Quel triste spectacle! Une dizaine de tentes se dressaient sur le sol nu. Ces «gunyos», faits avec des bandes d’écorce étagées comme des tuiles, ne protégeaient que d’un côté leurs misérables habitants. Ces êtres, dégradés par la misère, étaient repoussants. Il y en avait là une trentaine, hommes, femmes et enfants, vêtus de peaux de kanguroos déchiquetées comme des haillons. Leur premier mouvement, à l’approche du chariot, fut de s’enfuir. Mais quelques mots d’Ayrton prononcés dans un inintelligible patois parurent les rassurer. Ils revinrent alors, moitié confiants, moitié craintifs, comme des animaux auxquels on tend quelque morceau friand.

Ces indigènes, hauts de cinq pieds quatre pouces à cinq pieds sept pouces, avaient un teint fuligineux, non pas noir, mais couleur de vieille suie, les cheveux floconneux, les bras longs, l’abdomen proéminent, le corps velu et couturé par les cicatrices du tatouage ou par les incisions pratiquées dans les cérémonies funèbres.
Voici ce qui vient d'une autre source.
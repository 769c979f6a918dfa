//! Product acquisition sources.
//!
//! [`AmazonSource`] renders a live search-results page and extracts one
//! record per result card; [`FakeStoreSource`] is the fixed catalog used
//! when the live page yields nothing.

pub mod amazon;
pub mod fakestore;

pub use amazon::AmazonSource;
pub use fakestore::FakeStoreSource;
Rien d’horrible comme leur figure monstrueuse, leur bouche énorme, leur nez épaté et écrasé sur les joues, leur mâchoire inférieure proéminente, armée de dents blanches, mais proclives. Jamais créatures humaines n’avaient présenté à ce point le type d’animalité.
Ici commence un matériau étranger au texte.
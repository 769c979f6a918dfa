//! Headless Chrome rendering backend (Chrome DevTools Protocol).
//!
//! Runs a real browser so JavaScript-rendered listings still produce a DOM.
//! Launched with automation-suppression flags and a fixed desktop
//! User-Agent. Requires a local Chrome or Chromium install.

use crate::config::ScrapeConfig;
use crate::error::{Result, ScoutError};
use crate::render::{PageElement, RenderSession, SessionFactory};
use chromiumoxide::browser::{Browser, BrowserConfig};
use chromiumoxide::{Element, Page};
use futures::StreamExt;
use std::time::Duration;

const DEFAULT_USER_AGENT: &str = "Mozilla/5.0 (Windows NT 10.0; Win64; x64) AppleWebKit/537.36 (KHTML, like Gecko) Chrome/131.0.0.0 Safari/537.36";

/// How often presence waits re-query the live DOM.
const WAIT_POLL_INTERVAL: Duration = Duration::from_millis(250);

/// Factory for Chrome-backed sessions. Each [`open`](SessionFactory::open)
/// launches a fresh browser process.
#[derive(Debug, Clone)]
pub struct HeadlessFactory {
    config: ScrapeConfig,
}

impl HeadlessFactory {
    /// Create a factory over the given scrape settings.
    pub fn new(config: ScrapeConfig) -> Self {
        Self { config }
    }
}

impl SessionFactory for HeadlessFactory {
    type Session = HeadlessSession;

    async fn open(&self) -> Result<HeadlessSession> {
        let user_agent = self
            .config
            .user_agent
            .as_deref()
            .unwrap_or(DEFAULT_USER_AGENT);
        let args = vec![
            "--headless=new".to_string(),
            "--no-sandbox".to_string(),
            "--disable-dev-shm-usage".to_string(),
            "--disable-gpu".to_string(),
            "--disable-blink-features=AutomationControlled".to_string(),
            format!("--user-agent={user_agent}"),
        ];

        let browser_config = BrowserConfig::builder()
            .args(args)
            .build()
            .map_err(|e| ScoutError::Session(format!("browser config error: {e}")))?;

        let (browser, mut handler) = Browser::launch(browser_config)
            .await
            .map_err(|e| ScoutError::Session(format!("failed to launch browser: {e}")))?;

        // Drive the CDP websocket until the session closes.
        let handler_task = tokio::spawn(async move { while handler.next().await.is_some() {} });

        let page = browser
            .new_page("about:blank")
            .await
            .map_err(|e| ScoutError::Session(format!("failed to create page: {e}")))?;

        Ok(HeadlessSession {
            browser,
            page,
            handler_task,
        })
    }
}

/// One live browser tab.
pub struct HeadlessSession {
    browser: Browser,
    page: Page,
    handler_task: tokio::task::JoinHandle<()>,
}

impl RenderSession for HeadlessSession {
    type Element = HeadlessElement;

    async fn goto(&mut self, url: &str) -> Result<()> {
        self.page
            .goto(url)
            .await
            .map_err(|e| ScoutError::Session(format!("navigation failed: {e}")))?;
        Ok(())
    }

    async fn wait_for(&mut self, selector: &str, timeout: Duration) -> Result<()> {
        let deadline = tokio::time::Instant::now() + timeout;
        loop {
            if self.page.find_element(selector).await.is_ok() {
                return Ok(());
            }
            if tokio::time::Instant::now() >= deadline {
                return Err(ScoutError::Timeout(format!(
                    "selector {selector:?} never appeared"
                )));
            }
            tokio::time::sleep(WAIT_POLL_INTERVAL).await;
        }
    }

    async fn elements(&mut self, selector: &str) -> Result<Vec<HeadlessElement>> {
        let found = self
            .page
            .find_elements(selector)
            .await
            .map_err(|e| ScoutError::Session(format!("element query failed: {e}")))?;
        Ok(found.into_iter().map(HeadlessElement).collect())
    }

    async fn close(mut self) {
        let _ = self.browser.close().await;
        let _ = self.browser.wait().await;
        self.handler_task.abort();
    }
}

/// Handle to one element in the live DOM.
pub struct HeadlessElement(Element);

impl PageElement for HeadlessElement {
    async fn text(&self, selector: &str) -> Result<String> {
        let el = self.0.find_element(selector).await.map_err(|e| {
            ScoutError::Session(format!("no descendant matches {selector:?}: {e}"))
        })?;
        let text = el
            .inner_text()
            .await
            .map_err(|e| ScoutError::Session(format!("text read failed: {e}")))?;
        Ok(text.unwrap_or_default())
    }

    async fn attr(&self, selector: &str, attr: &str) -> Result<Option<String>> {
        let el = self.0.find_element(selector).await.map_err(|e| {
            ScoutError::Session(format!("no descendant matches {selector:?}: {e}"))
        })?;
        el.attribute(attr)
            .await
            .map_err(|e| ScoutError::Session(format!("attribute read failed: {e}")))
    }
}

#[cfg(test)]
mod tests {
    use super::*;

    #[tokio::test]
    #[ignore] // Live test — needs a local Chrome. Run with `cargo test --features headless -- --ignored`
    async fn live_session_renders_example_com() {
        let factory = HeadlessFactory::new(ScrapeConfig::default());
        let mut session = factory.open().await.expect("browser should launch");
        session.goto("https://example.com").await.expect("goto");
        session
            .wait_for("h1", Duration::from_secs(12))
            .await
            .expect("h1 should appear");
        let headings = session.elements("h1").await.expect("query");
        assert!(!headings.is_empty());
        session.close().await;
    }
}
«Robert ne se trompait pas, dit le major, ce sont des singes, — pur sang, si l’on veut, —mais ce sont des singes!

—Mac Nabbs, répondit lady Helena, donneriez-vous donc raison à ceux qui les chassent comme des bêtes sauvages? Ces pauvres êtres sont des hommes.

—Des hommes! s’écria Mac Nabbs! Tout au plus des êtres intermédiaires entre l’homme et l’orang-outang! Et encore, si je mesurais leur angle facial, je le trouverais aussi fermé que celui du singe!»
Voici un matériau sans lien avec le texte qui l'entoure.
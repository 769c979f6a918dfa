//! Acquisition orchestration: live page first, fixed catalog second.

use crate::config::ScrapeConfig;
use crate::error::Result;
use crate::render::SessionFactory;
use crate::sources::{AmazonSource, FakeStoreSource};
use crate::types::Product;

/// Two-tier product acquisition.
///
/// The live source absorbs its own transient failures; by the time control
/// reaches the catalog there is nothing left to retry, so catalog failures
/// propagate.
pub struct Acquisition<F> {
    primary: AmazonSource<F>,
    fallback: FakeStoreSource,
}

impl<F: SessionFactory> Acquisition<F> {
    /// Build both sources over a shared configuration.
    pub fn new(factory: F, config: ScrapeConfig) -> Self {
        Self {
            primary: AmazonSource::new(factory, config.clone()),
            fallback: FakeStoreSource::new(config),
        }
    }

    /// Produce a product batch for `query`.
    ///
    /// Source unavailability is not an error here — the live page failing is
    /// what the catalog exists for. A non-empty live result returns
    /// immediately and the catalog is never contacted.
    ///
    /// # Errors
    ///
    /// Only a catalog failure (the end of the line) propagates.
    pub async fn run(&self, query: &str, limit: usize) -> Result<Vec<Product>> {
        if let Some(products) = self.primary.acquire(query, limit).await {
            if !products.is_empty() {
                return Ok(products);
            }
        }

        tracing::debug!("live page yielded nothing, using catalog fallback");
        self.fallback.acquire(limit).await
    }
}

#[cfg(test)]
mod tests {
    use super::*;
    use crate::error::{Result, ScoutError};
    use crate::render::{PageElement, RenderSession};
    use std::time::Duration;
    use wiremock::matchers::{method, path};
    use wiremock::{Mock, MockServer, ResponseTemplate};

    /// Session scripted to either time out or serve one fixed card.
    struct StubSession {
        yields_card: bool,
    }

    struct StubCard;

    struct StubFactory {
        yields_card: bool,
    }

    impl crate::render::SessionFactory for StubFactory {
        type Session = StubSession;

        async fn open(&self) -> Result<StubSession> {
            Ok(StubSession {
                yields_card: self.yields_card,
            })
        }
    }

    impl RenderSession for StubSession {
        type Element = StubCard;

        async fn goto(&mut self, _url: &str) -> Result<()> {
            Ok(())
        }

        async fn wait_for(&mut self, selector: &str, _timeout: Duration) -> Result<()> {
            if self.yields_card {
                Ok(())
            } else {
                Err(ScoutError::Timeout(format!(
                    "selector {selector:?} never appeared"
                )))
            }
        }

        async fn elements(&mut self, _selector: &str) -> Result<Vec<StubCard>> {
            Ok(vec![StubCard])
        }

        async fn close(self) {}
    }

    impl PageElement for StubCard {
        async fn text(&self, selector: &str) -> Result<String> {
            match selector {
                "h2 a.a-link-normal" => Ok("Live Page Laptop".into()),
                "span.a-price > span.a-offscreen" => Ok("$899.00".into()),
                "span.a-icon-alt" => Ok("4.7 out of 5 stars".into()),
                other => Err(ScoutError::Session(format!(
                    "no descendant matches {other:?}"
                ))),
            }
        }

        async fn attr(&self, _selector: &str, _attr: &str) -> Result<Option<String>> {
            Ok(Some("https://www.example.com/dp/B010".into()))
        }
    }

    const CATALOG_JSON: &str = r#"[
        {"id": 7, "title": "Catalog Monitor", "price": 120.0, "rating": {"rate": 4.4}}
    ]"#;

    #[tokio::test]
    async fn live_result_skips_the_catalog() {
        // A catalog that answers 500 on contact: reaching it would fail the
        // run, so success proves it was never consulted.
        let server = MockServer::start().await;
        Mock::given(method("GET"))
            .and(path("/products"))
            .respond_with(ResponseTemplate::new(500))
            .mount(&server)
            .await;

        let config = ScrapeConfig {
            catalog_url: format!("{}/products", server.uri()),
            ..Default::default()
        };
        let acquisition = Acquisition::new(StubFactory { yields_card: true }, config);

        let products = acquisition.run("laptops", 5).await.expect("live batch");
        assert_eq!(products.len(), 1);
        assert_eq!(products[0].title, "Live Page Laptop");
    }

    #[tokio::test]
    async fn exhausted_live_source_falls_back_untouched() {
        let server = MockServer::start().await;
        Mock::given(method("GET"))
            .and(path("/products"))
            .respond_with(
                ResponseTemplate::new(200).set_body_raw(CATALOG_JSON, "application/json"),
            )
            .mount(&server)
            .await;

        let config = ScrapeConfig {
            catalog_url: format!("{}/products", server.uri()),
            ..Default::default()
        };
        let acquisition = Acquisition::new(StubFactory { yields_card: false }, config);

        let products = acquisition.run("laptops", 5).await.expect("catalog batch");
        assert_eq!(products.len(), 1);
        assert_eq!(products[0].title, "Catalog Monitor");
        assert_eq!(products[0].price.as_deref(), Some("$120.00"));
    }

    #[tokio::test]
    async fn catalog_failure_propagates() {
        let server = MockServer::start().await;
        Mock::given(method("GET"))
            .and(path("/products"))
            .respond_with(ResponseTemplate::new(503).set_body_string("down"))
            .mount(&server)
            .await;

        let config = ScrapeConfig {
            catalog_url: format!("{}/products", server.uri()),
            ..Default::default()
        };
        let acquisition = Acquisition::new(StubFactory { yields_card: false }, config);

        let err = acquisition.run("laptops", 5).await.unwrap_err();
        assert!(matches!(err, ScoutError::Transport { status: 503, .. }));
    }
}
Mac Nabbs avait raison sous ce rapport; l’angle facial de l’indigène australien est très aigu et sensiblement égal à celui de l’orang-outang, soit soixante à soixante-deux degrés. Aussi n’est-ce pas sans raison que M De Rienzi proposa de classer ces malheureux dans une race à part qu’il nommait les «pithécomorphes», c’est-à-dire hommes à formes de singes.

Mais lady Helena avait encore plus raison que Mac Nabbs, en tenant pour des êtres doués d’une âme ces indigènes placés au dernier degré de l’échelle humaine. Entre la brute et l’australien existe l’infranchissable abîme qui sépare les genres. Pascal a justement dit que l’homme n’est brute nulle part.

Il est vrai qu’il ajoute avec non moins de sagesse, «ni ange non plus.»

Or, précisément, lady Helena et Mary Grant donnaient tort à cette dernière partie de la proposition du grand penseur. Ces deux charitables femmes avaient quitté le chariot; elles tendaient une main caressante à ces misérables créatures; elles leur offraient des aliments que ces sauvages avalaient avec une répugnante gloutonnerie. Les indigènes devaient d’autant mieux prendre lady Helena pour une divinité, que, suivant leur religion, les blancs sont d’anciens noirs, blanchis après leur mort.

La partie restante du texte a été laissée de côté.